HOT stands for Humanitarian OpenStreetMap Team.
HOT mapping is collaboration mapping for humanitarian aid across the world - reaching those in need through maps, using OpenStreetMap as a base for all projects. Unlike in this country, where you can go to your local bookshop and pick up a high detailed map of anywhere in the UK, or simply open your phone and search for a specific address on Google Maps, for remote villages in Tanzania or Uganda this isn't possible!
So how does it work?
Various NGO's (Non-Governmental Organisations) and charities across the world will request mapping and set up projects on the HOT website. These can range from mapping individual properties to residential areas, as well as mapping roads and paths - all from aerial imagery. The projects can range from responding to disasters like earthquakes and landslides, to mapping areas of extreme poverty to help understand food and healthcare needs. There has been a big surge in the amount of mapping needed in response to the current COVID-19 pandemic, with 207 projects currently active [17/11/2020 - https://tasks.hotosm.org/] worldwide related to COVID-19.
View in OpenStreetMap of an area being mapped.
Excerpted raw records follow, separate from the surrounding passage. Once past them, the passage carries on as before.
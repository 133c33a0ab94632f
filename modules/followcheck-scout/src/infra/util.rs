// Text helpers shared by the resolver and fetcher strategies.
//
// HTML is scanned with regexes rather than a DOM parser: the markup we read is
// machine-generated and we only ever need hrefs, a few attributes and visible
// text runs.

use std::sync::LazyLock;

use regex::Regex;

/// Counts with 10+ digits are ids or timestamps that leaked into the text.
const MAX_COUNT_DIGITS: usize = 10;

static COUNT_RE: LazyLock<Regex> = LazyLock::new(|| {
    Regex::new(r"(\d+(?:[.,]\d+)*)\s?([KkMm]\b)?").expect("valid count regex")
});

static SCRIPT_RE: LazyLock<Regex> = LazyLock::new(|| {
    Regex::new(r"(?is)<(script|style|noscript)\b.*?</(script|style|noscript)>")
        .expect("valid script regex")
});

static BARE_COUNT_RE: LazyLock<Regex> = LazyLock::new(|| {
    Regex::new(r"^\d+(?:[.,]\d+)*\s?[KkMm]?$").expect("valid bare count regex")
});

static TAG_RE: LazyLock<Regex> = LazyLock::new(|| Regex::new(r"(?s)<[^>]*>").expect("valid tag regex"));

/// Parse a displayed count such as `1,234`, `12.5K`, `1,2K`, `3M` or
/// `46 Me gusta` into an integer.
///
/// Magnitude suffixes are expanded first, thousands separators stripped, and
/// the result floored. Returns `None` when the text holds no usable number.
pub fn parse_count(text: &str) -> Option<u64> {
    let caps = COUNT_RE.captures(text)?;
    let number = caps.get(1)?.as_str();

    match caps.get(2).map(|m| m.as_str()) {
        Some(suffix) => {
            let multiplier = if suffix.eq_ignore_ascii_case("k") {
                1_000.0
            } else {
                1_000_000.0
            };
            // "1,234.5K" uses ',' for thousands; a lone ',' is a decimal mark ("1,2K").
            let normalized = if number.contains('.') {
                number.replace(',', "")
            } else {
                number.replace(',', ".")
            };
            let value: f64 = normalized.parse().ok()?;
            Some((value * multiplier).floor() as u64)
        }
        None => {
            let digits: String = number.chars().filter(|c| c.is_ascii_digit()).collect();
            if digits.is_empty() || digits.len() >= MAX_COUNT_DIGITS {
                return None;
            }
            digits.parse().ok()
        }
    }
}

/// True when `text` is nothing but a displayed count (`320`, `12.5K`, `1,2M`).
pub fn is_bare_count(text: &str) -> bool {
    BARE_COUNT_RE.is_match(text)
}

/// Decode the handful of entities that show up in rendered attribute values
/// and text runs.
pub fn decode_entities(text: &str) -> String {
    text.replace("&nbsp;", " ")
        .replace("&#39;", "'")
        .replace("&#x27;", "'")
        .replace("&quot;", "\"")
        .replace("&lt;", "<")
        .replace("&gt;", ">")
        .replace("&amp;", "&")
}

/// Strip tags from a fragment and collapse whitespace.
pub fn inner_text(fragment: &str) -> String {
    let text = TAG_RE.replace_all(fragment, " ");
    decode_entities(&text)
        .split_whitespace()
        .collect::<Vec<_>>()
        .join(" ")
}

/// Visible text runs of a document, one per element boundary, in document order.
pub fn visible_text_runs(html: &str) -> Vec<String> {
    let without_scripts = SCRIPT_RE.replace_all(html, "");
    TAG_RE
        .split(&without_scripts)
        .map(|run| decode_entities(run).split_whitespace().collect::<Vec<_>>().join(" "))
        .filter(|run| !run.is_empty())
        .collect()
}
All mapping contributors will simply pick up a project based on their mapping ability level (split between Beginner, Intermediate and Advanced) as well as the project urgency and simply follow the instructions for that particular task. This will mostly consist of mapping the roads and buildings for the area requested.
Zone designated by NGO's in need of mapping.
How does Groundsure get involved?
Groundsure has been part of the HOT initiative since 2016, getting together roughly once a month for a couple of hours of mapping (one hour donated by Groundsure, one hour of our own time). Over the last four years we have been involved in a wide range of projects, including helping map in response to a 6.8 magnitude earthquake that hit Turkey at the start of this year. Communication with remote villages near the epicentre of the earthquake was a challenge, so help was needed from the HOT community. In previous years we have helped various projects, from mapping for charities fighting the Ebola virus in Democratic Republic of Congo (DRC), to assisting in the response to typhoons hitting northern Philippines - it really is a global effort.
The Groundsure team during a HOT Mapping session.
Lockdown didn't stop the team to organise more HOT Mapping sessions.
There are currently 278,000 mappers globally and since the initiative began, over 94 million houses and 2.3 million kilometres of roads have been mapped worldwide. The initiative is all about putting people around the world on the map.
Personally, I have been involved with HOT mapping at Groundsure since 2017 and have completed over 40 hours, mapping 3,000 buildings and 22km of road.